Arrivammo al campo intorno alla mezzanotte; non mi ricordo quante miglia si fossero fatte da Padova in poi, nè in che punto, presso a poco, si spiegassero le tende. Qualche villaggio, in vicinanza del campo, v’era di sicuro; ma per quanto si guardasse in giro non appariva cima di campanile nè vicino nè lontano. Il cielo, già nuvoloso e scuro che non ci si vedeva una stella, si era fatto sereno.
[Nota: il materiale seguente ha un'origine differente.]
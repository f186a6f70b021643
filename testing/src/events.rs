//! Collector for the engine event stream.

use tokio::sync::broadcast::error::TryRecvError;
use tokio::sync::broadcast::Receiver;
use trotro_core::events::EngineEvent;

/// Drains engine events from a broadcast receiver without blocking.
///
/// Subscribe before driving the engine, then call [`EventCapture::drain`]
/// after the operations under test have completed.
pub struct EventCapture {
    rx: Receiver<EngineEvent>,
}

impl EventCapture {
    /// Wraps a receiver obtained from `Engine::subscribe`.
    #[must_use]
    pub const fn new(rx: Receiver<EngineEvent>) -> Self {
        Self { rx }
    }

    /// Everything published since the last drain, in publish order.
    ///
    /// # Panics
    ///
    /// Panics if the capture lagged behind the channel capacity; a test
    /// that overflows the buffer should use a larger one.
    #[allow(clippy::panic)] // Test helper
    pub fn drain(&mut self) -> Vec<EngineEvent> {
        let mut events = Vec::new();
        loop {
            match self.rx.try_recv() {
                Ok(event) => events.push(event),
                Err(TryRecvError::Empty | TryRecvError::Closed) => break,
                Err(TryRecvError::Lagged(missed)) => {
                    panic!("event capture lagged; {missed} events lost")
                }
            }
        }
        events
    }

    /// Names of everything published since the last drain.
    pub fn drain_names(&mut self) -> Vec<&'static str> {
        self.drain().iter().map(EngineEvent::name).collect()
    }
}
//! Availability Query Service: which seats are free for a segment.
//!
//! Read-only. Every query is answered against live ledger state; there is
//! no cache to go stale, which is the whole point of dynamic substitution:
//! a seat freed by a drop-off is bookable the moment the seat mutex is
//! released.

use crate::error::EngineError;
use crate::ledger::SeatLedger;
use crate::types::{SeatNumber, StopId, TripId};
use std::sync::Arc;

/// Answers "which seats are free for segment [a, b)".
pub struct AvailabilityService {
    ledger: Arc<SeatLedger>,
}

impl AvailabilityService {
    /// Creates the service over the given ledger.
    #[must_use]
    pub fn new(ledger: Arc<SeatLedger>) -> Self {
        Self { ledger }
    }

    /// Seats with no blocking reservation overlapping the requested
    /// segment, in seat-number order.
    ///
    /// # Errors
    ///
    /// [`EngineError::TripNotFound`], [`EngineError::UnknownStop`] or
    /// [`EngineError::InvalidSegment`] when the query itself is malformed.
    pub async fn available_seats(
        &self,
        trip_id: TripId,
        boarding: StopId,
        dropoff: StopId,
    ) -> Result<Vec<SeatNumber>, EngineError> {
        let trip = self.ledger.trip(trip_id).await?;
        let segment = trip.index.segment_of(boarding, dropoff)?;

        let mut free = Vec::new();
        for (seat, slot) in trip.seats_in_order() {
            let state = slot.lock().await;
            if !state.would_overlap(segment) {
                free.push(seat.clone());
            }
        }
        tracing::debug!(%trip_id, %segment, free = free.len(), "availability query");
        Ok(free)
    }
}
Il prato dove il reggimento doveva piantar le tende era tutto rischiarato dalla luna e circondato d’alberi grandi e folti, che gli facevano intorno intorno un’ombra scurissima; vi regnava un silenzio e una quiete di cimitero; era un luogo pieno di bellezza cupa e severa; e l’animo nostro ne fu in tal modo colpito che si entrò nel campo tacitamente, e tacitamente ci si schierò, guardando attoniti di qua e di là, come se ci trovassimo in un giardino incantato.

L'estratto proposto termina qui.